SUPERVISOR: Gerald STRIEDNER

PROJECT ASSIGNED TO: Arshia ARASTEH KANI

The site specific incorporation of more than 200 non canonical amino acids (ncAA) into proteins has unlocked unprecedented possibilities for directed protein modification.1 NcAAs containing reactive side chain moieties are of particular interest because they enable the controlled functionalization of proteins with, e.g. drugs, fluorophores, DNA and RNA, lipids or other proteins and peptides using biorthogonal chemistry (‘click chemistry’).2 To install ncAAs with bioorthogonal side chain chemistry at a pre defined position in a protein, an engineered aminoacyl tRNA synthetase (aaRS) and a cognate tRNA are required. 3 (Figure 1). These so-called orthogonal pairs can be evolved using a modified E. coli strain as a screening system, which employs different reporters to assess the incorporation of an ncAA while canonical amino acids are not accepted.

 

Figure 1: Site specific incorporation of an ncAA at an in-frame amber stop codon.

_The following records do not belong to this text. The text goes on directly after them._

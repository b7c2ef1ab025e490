//! Checkpoint slot naming.
//!
//! A slot is a sibling directory of the live directory, named by appending a
//! fixed suffix to the live path. The mapping is pure and does not touch the
//! filesystem.

use std::ffi::OsString;
use std::fmt;
use std::path::{Component, Path, PathBuf};

/// Disambiguating token shared by every slot suffix.
///
/// Changing it orphans every checkpoint written by an earlier build.
pub const SLOT_TOKEN: &str = ".k7q2";

/// A generation of a directory snapshot.
#[derive(Clone, Copy, Debug, PartialEq, Eq, Hash)]
pub enum Slot {
    /// Snapshot currently being written. Only a recovery source when
    /// paired with [`Slot::Old`].
    InProgress,

    /// Previous committed snapshot, demoted while a new one is installed.
    Old,

    /// Last fully committed snapshot.
    Current,
}

impl Slot {
    /// Every slot kind, in the order they appear during a create.
    pub const ALL: [Slot; 3] = [Slot::InProgress, Slot::Old, Slot::Current];

    /// Suffix appended to the live path to name this slot.
    pub fn suffix(self) -> &'static str {
        match self {
            Slot::InProgress => "_cp_ip.k7q2",
            Slot::Old => "_cp_old.k7q2",
            Slot::Current => "_cp.k7q2",
        }
    }
}

impl fmt::Display for Slot {
    fn fmt(&self, f: &mut fmt::Formatter<'_>) -> fmt::Result {
        let name = match self {
            Slot::InProgress => "in-progress",
            Slot::Old => "old",
            Slot::Current => "current",
        };
        f.write_str(name)
    }
}

/// Whether `dir` ends in a directory name, so its slots are siblings of it.
///
/// Paths ending in `.` or `..`, or consisting only of a root or prefix,
/// have no name to suffix; their slots would land inside the live directory.
pub fn has_slot_name(dir: &Path) -> bool {
    matches!(dir.components().next_back(), Some(Component::Normal(_)))
}

/// Physical location of `slot` for the live directory `dir`.
///
/// Trailing separators on `dir` are dropped first. When
/// [`has_slot_name`] holds the slot is a sibling of the directory, never a
/// child of it.
pub fn slot_path(dir: &Path, slot: Slot) -> PathBuf {
    let normalized: PathBuf = dir.components().collect();
    let mut name = OsString::from(normalized.into_os_string());
    name.push(slot.suffix());
    PathBuf::from(name)
}

#[cfg(test)]
mod tests {
    use super::*;
    use std::collections::HashSet;

    #[test]
    fn suffixes_share_the_token() {
        for slot in Slot::ALL {
            assert!(slot.suffix().ends_with(SLOT_TOKEN), "{slot}");
        }
    }

    #[test]
    fn suffixes_are_distinct() {
        let suffixes: HashSet<_> = Slot::ALL.iter().map(|s| s.suffix()).collect();
        assert_eq!(suffixes.len(), Slot::ALL.len());
    }

    #[test]
    fn slot_path_appends_suffix() {
        let dir = Path::new("jobs/crawl");
        assert_eq!(
            slot_path(dir, Slot::Current),
            PathBuf::from("jobs/crawl_cp.k7q2")
        );
        assert_eq!(
            slot_path(dir, Slot::InProgress),
            PathBuf::from("jobs/crawl_cp_ip.k7q2")
        );
        assert_eq!(
            slot_path(dir, Slot::Old),
            PathBuf::from("jobs/crawl_cp_old.k7q2")
        );
    }

    #[test]
    fn trailing_separator_does_not_nest_slot() {
        assert_eq!(
            slot_path(Path::new("jobs/crawl/"), Slot::Current),
            slot_path(Path::new("jobs/crawl"), Slot::Current)
        );
    }

    #[test]
    fn paths_without_final_name_are_rejected() {
        assert!(has_slot_name(Path::new("jobs/crawl")));
        assert!(has_slot_name(Path::new("jobs/crawl/")));
        assert!(has_slot_name(Path::new("jobs/crawl/.")));
        assert!(!has_slot_name(Path::new(".")));
        assert!(!has_slot_name(Path::new("jobs/crawl/..")));
        assert!(!has_slot_name(Path::new("/")));
        assert!(!has_slot_name(Path::new("")));
    }

    #[test]
    fn slots_are_siblings() {
        let dir = Path::new("/var/lib/job");
        for slot in Slot::ALL {
            assert_eq!(slot_path(dir, slot).parent(), dir.parent());
        }
    }
}
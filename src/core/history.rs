//! Record of lifecycle phase changes.

use super::state::State;
use chrono::{DateTime, Utc};
use serde::{Deserialize, Serialize};
use std::time::Duration;

/// A single phase change.
#[derive(Clone, Debug, Serialize, Deserialize)]
#[serde(bound = "")]
pub struct StateTransition<S: State> {
    /// Phase being left
    pub from: S,
    /// Phase being entered
    pub to: S,
    /// When the change was applied
    pub timestamp: DateTime<Utc>,
    /// Suspend-checkpoint-resume cycle the change belongs to
    pub cycle: u64,
}

/// Ordered, append-only history of phase changes.
///
/// `record` returns a new history and leaves the receiver untouched.
///
/// # Example
///
/// ```rust
/// use chrono::Utc;
/// use dircheckpoint::controller::Phase;
/// use dircheckpoint::core::{StateHistory, StateTransition};
///
/// let history = StateHistory::new()
///     .record(StateTransition {
///         from: Phase::Init,
///         to: Phase::Running,
///         timestamp: Utc::now(),
///         cycle: 0,
///     })
///     .record(StateTransition {
///         from: Phase::Running,
///         to: Phase::Finished,
///         timestamp: Utc::now(),
///         cycle: 0,
///     });
///
/// assert_eq!(
///     history.get_path(),
///     vec![&Phase::Init, &Phase::Running, &Phase::Finished]
/// );
/// ```
#[derive(Clone, Debug, Serialize, Deserialize)]
#[serde(bound = "")]
pub struct StateHistory<S: State> {
    transitions: Vec<StateTransition<S>>,
}

impl<S: State> Default for StateHistory<S> {
    fn default() -> Self {
        Self::new()
    }
}

impl<S: State> StateHistory<S> {
    pub fn new() -> Self {
        Self {
            transitions: Vec::new(),
        }
    }

    /// Return a new history with `transition` appended.
    pub fn record(&self, transition: StateTransition<S>) -> Self {
        let mut transitions = self.transitions.clone();
        transitions.push(transition);
        Self { transitions }
    }

    /// States visited, starting with the first `from`.
    pub fn get_path(&self) -> Vec<&S> {
        let mut path = Vec::with_capacity(self.transitions.len() + 1);
        if let Some(first) = self.transitions.first() {
            path.push(&first.from);
        }
        path.extend(self.transitions.iter().map(|t| &t.to));
        path
    }

    /// Number of times `state` was entered.
    pub fn entries_into(&self, state: &S) -> usize {
        self.transitions.iter().filter(|t| t.to == *state).count()
    }

    /// Time between the first and last recorded change.
    pub fn duration(&self) -> Option<Duration> {
        let (first, last) = (self.transitions.first()?, self.transitions.last()?);
        last.timestamp
            .signed_duration_since(first.timestamp)
            .to_std()
            .ok()
    }

    pub fn transitions(&self) -> &[StateTransition<S>] {
        &self.transitions
    }
}
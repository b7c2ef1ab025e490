//! Pure lifecycle state machine for the suspend-checkpoint-resume cycle.
//!
//! `step` decides what an event means in the current phase and which
//! commands the shell must run; `apply_result` records the decision. Neither
//! performs I/O.

use crate::controller::work_unit::SuspendToken;
use crate::core::{State, StateHistory, StateTransition};
use chrono::Utc;
use serde::{Deserialize, Serialize};

/// Phase of a controlled work unit.
#[derive(Clone, Copy, PartialEq, Eq, Debug, Serialize, Deserialize)]
pub enum Phase {
    /// Constructed, nothing restored yet
    Init,
    /// Work unit is running; a suspend timer is armed
    Running,
    /// Suspend requested, waiting for the confirmation
    Suspending,
    /// Work unit paused, snapshot being written
    Checkpointing,
    /// Work ran to its natural end; checkpoint cleared
    Finished,
}

impl State for Phase {
    fn name(&self) -> &str {
        match self {
            Self::Init => "Init",
            Self::Running => "Running",
            Self::Suspending => "Suspending",
            Self::Checkpointing => "Checkpointing",
            Self::Finished => "Finished",
        }
    }

    fn is_final(&self) -> bool {
        matches!(self, Self::Finished)
    }
}

/// Something that happened to the controller.
#[derive(Clone, Debug, PartialEq, Eq)]
pub enum Event {
    /// Controller started
    Start,
    /// The checkpoint interval elapsed; `token` identifies the suspend to request
    TimerExpired { token: SuspendToken },
    /// The work unit honored the suspend identified by `token`
    SuspendConfirmed { token: SuspendToken },
    /// The work unit finished naturally during `cycle`
    WorkFinished { cycle: u64 },
    /// The snapshot of the paused work unit was committed
    CheckpointCommitted,
}

/// Side effect the shell must perform, in order.
#[derive(Clone, Debug, PartialEq, Eq)]
pub enum Command {
    Restore,
    Begin { cycle: u64 },
    ArmTimer,
    Suspend(SuspendToken),
    CreateCheckpoint,
    ClearCheckpoint,
    Stop,
}

/// Outcome of feeding one event to the machine.
#[derive(Clone, Debug, PartialEq)]
pub enum StepResult {
    Transitioned {
        from: Phase,
        to: Phase,
        cycle: u64,
        pending: Option<SuspendToken>,
        commands: Vec<Command>,
    },
    /// The event does not apply to the current phase and changes nothing
    Ignored { reason: String },
}

/// Lifecycle bookkeeping for one controller.
#[derive(Clone, Debug)]
pub struct Lifecycle {
    current: Phase,
    cycle: u64,
    pending: Option<SuspendToken>,
    history: StateHistory<Phase>,
}

impl Default for Lifecycle {
    fn default() -> Self {
        Self::new()
    }
}

impl Lifecycle {
    pub fn new() -> Self {
        Self {
            current: Phase::Init,
            cycle: 0,
            pending: None,
            history: StateHistory::new(),
        }
    }

    pub fn current_phase(&self) -> Phase {
        self.current
    }

    /// Current cycle. Equals the number of committed checkpoints.
    pub fn cycle(&self) -> u64 {
        self.cycle
    }

    /// Suspend requests whose confirmation has not arrived yet.
    pub fn suppressed(&self) -> usize {
        usize::from(self.pending.is_some())
    }

    pub fn is_final(&self) -> bool {
        self.current.is_final()
    }

    pub fn history(&self) -> &StateHistory<Phase> {
        &self.history
    }

    /// Decide how `event` moves the machine (pure).
    pub fn step(&self, event: &Event) -> StepResult {
        let cycle = self.cycle;
        let to = |to: Phase, cycle: u64, pending: Option<SuspendToken>, commands: Vec<Command>| {
            StepResult::Transitioned {
                from: self.current,
                to,
                cycle,
                pending,
                commands,
            }
        };

        match (self.current, event) {
            (Phase::Init, Event::Start) => to(
                Phase::Running,
                cycle,
                None,
                vec![Command::Restore, Command::Begin { cycle }, Command::ArmTimer],
            ),
            (Phase::Running, Event::TimerExpired { token }) => to(
                Phase::Suspending,
                cycle,
                Some(*token),
                vec![Command::Suspend(*token)],
            ),
            (Phase::Suspending, Event::SuspendConfirmed { token })
                if self.pending == Some(*token) =>
            {
                to(Phase::Checkpointing, cycle, None, vec![Command::CreateCheckpoint])
            }
            (Phase::Checkpointing, Event::CheckpointCommitted) => to(
                Phase::Running,
                cycle + 1,
                None,
                vec![Command::Begin { cycle: cycle + 1 }, Command::ArmTimer],
            ),
            (Phase::Running | Phase::Suspending, Event::WorkFinished { cycle: finished })
                if *finished == cycle =>
            {
                to(
                    Phase::Finished,
                    cycle,
                    None,
                    vec![Command::ClearCheckpoint, Command::Stop],
                )
            }
            (phase, event) => StepResult::Ignored {
                reason: ignore_reason(phase, event, self.pending, cycle),
            },
        }
    }

    /// Record a decision made by [`Lifecycle::step`].
    pub fn apply_result(&mut self, result: &StepResult) {
        if let StepResult::Transitioned {
            from,
            to,
            cycle,
            pending,
            ..
        } = result
        {
            self.history = self.history.record(StateTransition {
                from: *from,
                to: *to,
                timestamp: Utc::now(),
                cycle: *cycle,
            });
            self.current = *to;
            self.cycle = *cycle;
            self.pending = *pending;
        }
    }

    /// `step` followed by `apply_result`.
    pub fn handle(&mut self, event: &Event) -> StepResult {
        let result = self.step(event);
        self.apply_result(&result);
        result
    }
}

fn ignore_reason(
    phase: Phase,
    event: &Event,
    pending: Option<SuspendToken>,
    cycle: u64,
) -> String {
    match event {
        Event::SuspendConfirmed { token } if phase == Phase::Suspending => match pending {
            Some(expected) => format!("confirmation for {token} does not match pending {expected}"),
            None => format!("confirmation for {token} with no suspend pending"),
        },
        Event::WorkFinished { cycle: finished } if *finished != cycle => {
            format!("completion from cycle {finished} while in cycle {cycle}")
        }
        _ => format!("{event:?} does not apply in phase {}", phase.name()),
    }
}
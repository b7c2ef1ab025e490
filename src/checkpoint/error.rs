//! Checkpoint error types.

use std::path::PathBuf;
use thiserror::Error;

/// Errors that can occur during checkpoint operations.
///
/// None of these are retried internally. `restore` and `clear` are safe to
/// call again after any of them.
#[derive(Debug, Error)]
pub enum CheckpointError {
    /// A create, copy, rename or delete failed
    #[error("Failed to {op} '{}': {source}", .path.display())]
    Io {
        op: &'static str,
        path: PathBuf,
        #[source]
        source: std::io::Error,
    },

    /// Walking a directory tree failed
    #[error("Failed to walk '{}': {source}", .root.display())]
    Walk {
        root: PathBuf,
        #[source]
        source: walkdir::Error,
    },

    /// The live path is missing or is not a directory
    #[error("'{}' is not a directory", .0.display())]
    NotADirectory(PathBuf),

    /// The live path does not end in a directory name (`.`, `..`, a root)
    #[error("'{}' does not end in a directory name", .0.display())]
    UnnamedPath(PathBuf),
}

impl CheckpointError {
    pub(crate) fn io(op: &'static str, path: impl Into<PathBuf>, source: std::io::Error) -> Self {
        Self::Io {
            op,
            path: path.into(),
            source,
        }
    }
}
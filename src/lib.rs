//! quickcap - quick-capture tasks, notes and focus sessions
//!
//! A JSON API over SQLite for capturing records, tracking pomodoro focus
//! work and reviewing the week, plus terminal helpers that share its
//! database.

pub mod api;
pub mod config;
pub mod confirm;
pub mod db;
pub mod error;
pub mod focus;
pub mod fragmented;
pub mod models;
pub mod notes;
pub mod progress;
pub mod report;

In this project, oxoSEAK, which is a lysine derivative is going to be used as a reactive ncAA. This ncAA carries an oxalyl amide as latent thioester in its side chain, which has a high potential for peptide and protein modification using click chemistry4. In a previous study, peptides labeled chemically with oxalyl bis(2-sulfanylethyl)amido (oxoSEA) latent thioester precursors crosslinked with peptides containing an N-terminal cysteine at exceptional speed and with excellent chemoselecitivity. During this native chemical ligation (NCL) reaction, peptide conjugates with a stable oxalamide crosslink were formed. The reaction proceeded under mild conditions in dilute as well as complex aqueous media, e.g. buffers and cell lysate4. To advance oxoSEA-NCL to the next step, the reactive oxoSEA moiety in proteins will be installed by genetic incorporation.